Romatizma ve Eklemler

Romatizma ve Eklemler

Eklemler zaten karmaşık yapılardır ve farklı hareket ve iş­levleri olan birçok farklı eklem türleri vardır.

Eklemleri sınıflandırmanın bir yolu onları sabit olanlar ve mobil (hareketli) olanlar olarak ayırıp, bir de aslında sabit olup, biraz hareket etmesi gereken yarı mobil eklemler şek­linde bir ara grup oluşturmaktır.

Sabit eklemler kafatası kemikleri arasında yer alanlardır. Bir çocuk dünyaya geldiğinde kafatasının sekiz kemiği birleşmemiştir, fakat çocuk büyüdükçe kemikler kaynaşır ve kafatası sertleşir.

Yarı mobil eklemler belkemiğindekilerdir. Omurga omur adı verilen yirmi dört kemikten oluşur. Bunların yedi ta­nesi boyunda (boyun omurları), on iki tanesi göğsün ar­kasında (toraks omurları), beşi sırtın alt kısmında (bel omurları) yer alır ve bunların altında sakrum adı verilen bir kemik blokuyla koksiks adlı kuyruk sokumu kemiği bulunur. Sakrum, leğen kemiğine sakroiliak eklemleriyle bağlıdır ve kafatası ve kaburgalar gibi diğer kemiklerin omurgayla buluştuğu eklemlerde vardır. Şekil 3 omurga­nın şemasını içermektedir.
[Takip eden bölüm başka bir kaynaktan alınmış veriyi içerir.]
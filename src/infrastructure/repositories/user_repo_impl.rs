// Copyright (c) 2025 Kirky.X
//
// Licensed under the MIT License
// See LICENSE file in the project root for full license information.

use crate::domain::models::user::{NewUser, User};
use crate::domain::repositories::user_repository::UserRepository;
use crate::domain::repositories::RepositoryError;
use crate::infrastructure::database::entities::user;
use async_trait::async_trait;
use chrono::Utc;
use sea_orm::*;
use std::sync::Arc;

/// 后台用户仓库实现
#[derive(Clone)]
pub struct UserRepoImpl {
    db: Arc<DatabaseConnection>,
}

impl UserRepoImpl {
    pub fn new(db: Arc<DatabaseConnection>) -> Self {
        Self { db }
    }
}

#[async_trait]
impl UserRepository for UserRepoImpl {
    async fn find_by_id(&self, user_id: i32) -> Result<Option<User>, RepositoryError> {
        let model = user::Entity::find_by_id(user_id)
            .one(self.db.as_ref())
            .await?;
        Ok(model.map(Into::into))
    }

    async fn find_by_username(&self, username: &str) -> Result<Option<User>, RepositoryError> {
        let model = user::Entity::find()
            .filter(user::Column::Username.eq(username))
            .one(self.db.as_ref())
            .await?;
        Ok(model.map(Into::into))
    }

    async fn count(&self) -> Result<u64, RepositoryError> {
        Ok(user::Entity::find().count(self.db.as_ref()).await?)
    }

    async fn create(&self, new_user: NewUser) -> Result<User, RepositoryError> {
        let now = Utc::now();
        let model = user::ActiveModel {
            username: Set(new_user.username),
            password_hash: Set(new_user.password_hash),
            email: Set(new_user.email),
            is_admin: Set(new_user.is_admin),
            created_at: Set(now),
            updated_at: Set(now),
            ..Default::default()
        };

        let created = model
            .insert(self.db.as_ref())
            .await
            .map_err(RepositoryError::from_write)?;
        Ok(created.into())
    }
}

impl From<user::Model> for User {
    fn from(model: user::Model) -> Self {
        Self {
            user_id: model.user_id,
            username: model.username,
            password_hash: model.password_hash,
            email: model.email,
            is_admin: model.is_admin,
            created_at: model.created_at,
            updated_at: model.updated_at,
        }
    }
}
Mobil eklemler organlarda ve organların vücutla birleş­tikleri yerlerde bulunurlar. Kendi işlevlerini yerine getir­mek için farklı yönlerde hareket etmek zorundadırlar. Bazıları menteşe gibi yalnızca tek yönde hareket eder­ler, diğerleri iki yöne, ya da, her yöne bükülürken daha başkaları bükülüp ekseni etrafında dönmek veya, dönüp bir pozisyonda sabitlenmek zorundadır. Son olarak da birbiri üzerinde hareket eden eklemler gelir.